Moisés Selva Santiago
Há quase duzentos anos, a humanidade adotou um sinal de pedido de socorro com três pontos, três traços, três pontos. O Código Morse, assim, seria reconhecido mundialmente. Uma incalculável quantidade de vidas continuam sendo resgatadas por causa desse sinal usado também no piscar de luzes e na batida de qualquer objeto, nessa sequência. A partir dos anos 1920, passou-se a usar a expressão mayday, originada do francês venez m'aider, dita três vezes para significar venha e me ajude, help me, socorra-me!
O fato é que ameaça, insegurança, perigo e medo fazem parte de nossa passagem por esse planeta, desde as origens da história. Quando essas situações chegam e desnudam nossa fragilidade, há os que se petrificam e viram colunas de sal, como a mulher de Ló. Ficam imóveis "com a boca escancarada cheia de dentes, esperando a morte chegar", como cantou Raul Seixas. Pessoas assim condicionam o salvamento exclusivamente à ajuda externa. Inoperantes e alheias, sofrem a dependência total do outro e essa falta de ação sai da esfera do espanto e alcança o limite de um fim indesejado.
Existem os que podem e gritam mayday. Também desejam ser salvos. Vemos nos filmes o desespero do piloto na aeronave que não mais se sustenta no ar. Figurativamente, mayday é o pedido egoísta: "Eu preciso ser salvo. Eu mereço ser salvo. Eu quero ser salvo, preferencialmente antes dos demais." Um anseio baseado na ideia de que cada um cuide de si mesmo e Deus cuida de todos, vivenciado pelo personagem Cal Hockey, noivo de Rose no filme "Titanic". Mas, mesmo para um piloto sozinho, mayday implica num pedido de socorro coletivo, pois a morte de uma só pessoa atinge familiares, amigos, colegas, vizinhos, compatriotas e as gerações futuras. Imagine o imenso estrago emocional e social causado pela morte de centenas, milhares, milhões de mulheres e homens.

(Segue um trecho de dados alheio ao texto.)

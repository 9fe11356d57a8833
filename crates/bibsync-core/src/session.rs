//! One end-to-end comparison: fetch, deduplicate, filter by year, select the
//! local records, reconcile, export.

use std::sync::Arc;
use std::time::Duration;

use tokio::sync::oneshot;
use tokio_util::sync::CancellationToken;

use crate::db::{AuthorQuery, PublicationSource};
use crate::export::{write_crawled_csv, write_snapshot};
use crate::library::{LocalLibrary, organize_by_year};
use crate::orchestrator::{FetchOutcome, fetch_all_sources};
use crate::pool::ReconcilePool;
use crate::reconcile::{Notice, Reconciliation};
use crate::record::PublicationRecord;
use crate::{Config, CoreError, ProgressEvent};

/// What to compare.
pub struct CompareRequest {
    pub query: AuthorQuery,
    /// Year labels to keep, e.g. `["2020", "2021"]`.
    pub years: Vec<String>,
    pub sources: Vec<Arc<dyn PublicationSource>>,
}

#[derive(Debug, Clone, Default)]
pub struct CompareOutcome {
    pub fetch: FetchOutcome,
    /// Deduplicated crawled records within the requested years.
    pub crawled_in_years: Vec<PublicationRecord>,
    /// Local records within the requested years that list the author.
    pub local_selected: Vec<PublicationRecord>,
    /// `None` when there was nothing crawled to compare against.
    pub reconciliation: Option<Reconciliation>,
    pub notices: Vec<Notice>,
}

/// HTTP client shared by every source in a run.
pub fn build_client(config: &Config) -> Result<reqwest::Client, CoreError> {
    let client = reqwest::Client::builder()
        .pool_max_idle_per_host(2)
        .pool_idle_timeout(Duration::from_secs(30))
        .connect_timeout(config.timeout())
        .build()?;
    Ok(client)
}

fn validate(library: &LocalLibrary, request: &CompareRequest) -> Result<(), CoreError> {
    if request.query.first_name.is_empty() || request.query.last_name.is_empty() {
        return Err(CoreError::InvalidQuery(
            "both a first and a last name are required".into(),
        ));
    }
    if request.years.iter().all(|y| y.trim().is_empty()) {
        return Err(CoreError::InvalidQuery("no years selected".into()));
    }
    if request.sources.is_empty() {
        return Err(CoreError::InvalidQuery("no sources selected".into()));
    }
    if library.is_empty() {
        return Err(CoreError::EmptyLibrary);
    }
    Ok(())
}

/// Wait for a submitted job. A dropped result sender means the worker died
/// unless the run was cancelled.
async fn await_reconciliation(
    rx: oneshot::Receiver<Reconciliation>,
    cancel: &CancellationToken,
) -> Result<Reconciliation, CoreError> {
    tokio::select! {
        _ = cancel.cancelled() => Err(CoreError::Cancelled),
        result = rx => match result {
            Ok(reconciliation) => Ok(reconciliation),
            Err(_) if cancel.is_cancelled() => Err(CoreError::Cancelled),
            Err(_) => {
                tracing::error!("reconcile worker dropped the job without a result");
                Err(CoreError::ReconcileFailed)
            }
        },
    }
}

/// Run one comparison.
///
/// Soft empty results (nothing crawled, nothing in the requested years) are
/// reported through [`CompareOutcome::notices`], not as errors.
pub async fn compare(
    library: &LocalLibrary,
    request: &CompareRequest,
    config: &Config,
    pool: &ReconcilePool,
    progress: &(dyn Fn(ProgressEvent) + Send + Sync),
    cancel: &CancellationToken,
) -> Result<CompareOutcome, CoreError> {
    validate(library, request)?;
    config.thresholds.validate()?;
    let years: Vec<String> = request
        .years
        .iter()
        .map(|y| y.trim().to_string())
        .filter(|y| !y.is_empty())
        .collect();

    tracing::info!(
        author = %request.query.full_name(),
        years = ?years,
        sources = request.sources.len(),
        "starting comparison"
    );

    let client = build_client(config)?;
    let fetch = fetch_all_sources(
        &request.query,
        &request.sources,
        config,
        &client,
        progress,
        cancel,
    )
    .await?;

    let mut outcome = CompareOutcome {
        fetch,
        ..Default::default()
    };

    if outcome.fetch.records.is_empty() {
        tracing::info!("no publications found in any source");
        outcome.notices.push(Notice::NoCrawledRecords);
        return Ok(outcome);
    }

    if let Some(path) = &config.crawled_csv_path {
        write_crawled_csv(path, &outcome.fetch.records)?;
        progress(ProgressEvent::Exported { path: path.clone() });
    }
    if let Some(path) = &config.snapshot_path {
        write_snapshot(path, &organize_by_year(outcome.fetch.records.clone()))?;
        progress(ProgressEvent::Exported { path: path.clone() });
    }

    outcome.crawled_in_years = outcome
        .fetch
        .records
        .iter()
        .filter(|r| years.iter().any(|y| y == r.year_or_unknown()))
        .cloned()
        .collect();
    progress(ProgressEvent::YearFilter {
        years: years.clone(),
        kept: outcome.crawled_in_years.len(),
    });
    if outcome.crawled_in_years.is_empty() {
        tracing::info!(years = ?years, "no crawled publications in the requested years");
        outcome
            .notices
            .push(Notice::NoCrawledRecordsForYears { years });
        return Ok(outcome);
    }

    outcome.local_selected = library.select(&years, &request.query);
    progress(ProgressEvent::LocalSelected {
        count: outcome.local_selected.len(),
    });

    progress(ProgressEvent::Reconciling {
        local: outcome.local_selected.len(),
        crawled: outcome.crawled_in_years.len(),
    });
    let rx = pool
        .submit(
            outcome.local_selected.clone(),
            outcome.crawled_in_years.clone(),
            config.thresholds,
        )
        .await?;
    let reconciliation = await_reconciliation(rx, cancel).await?;

    outcome.notices.extend(reconciliation.notices.iter().cloned());
    outcome.reconciliation = Some(reconciliation);
    Ok(outcome)
}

Finalmente, diante do perigo há os que agem rapidamente, batem e piscam e gritam SOS. Anunciam com urgência save our soul, save our ship. Sim, pedem ajuda externa porque entendem a solução como a união da vontade, esforço e recurso de quem necessita e de quem pode ajudar. Como aquele cego que se levantou e pediu a Jesus para enxergar. Pessoas assim fazem sua parte na luta pela preservação da vida – pessoal e coletiva. Sozinhas num apartamento (talvez por conta do isolamento social) ou com outras pessoas num navio ou à mesa na hora da oração, o que elas querem é a vida para todos.
Por isso, esse é o tempo de pedirmos SOS. E fazemos isto quando usamos corretamente a proteção individual nas pandemias, para minimizar o poder do invisível inimigo de todos. Quando decidimos votar somente em candidatos comprometidos com o bem-estar do Brasil como estado democrático de direito. Quando nossa solidariedade reparte o pão e o afeto a quem está perto ou longe. E quando nossa fé extrapola templos e alcança os corações dos aflitos, dos que sofrem bem mais do que nós. E tudo isso sem esquecer que o melhor e mais poderoso pedido de SOS está sempre na primeira pessoa do plural: salve nosso navio, salve nossa vida!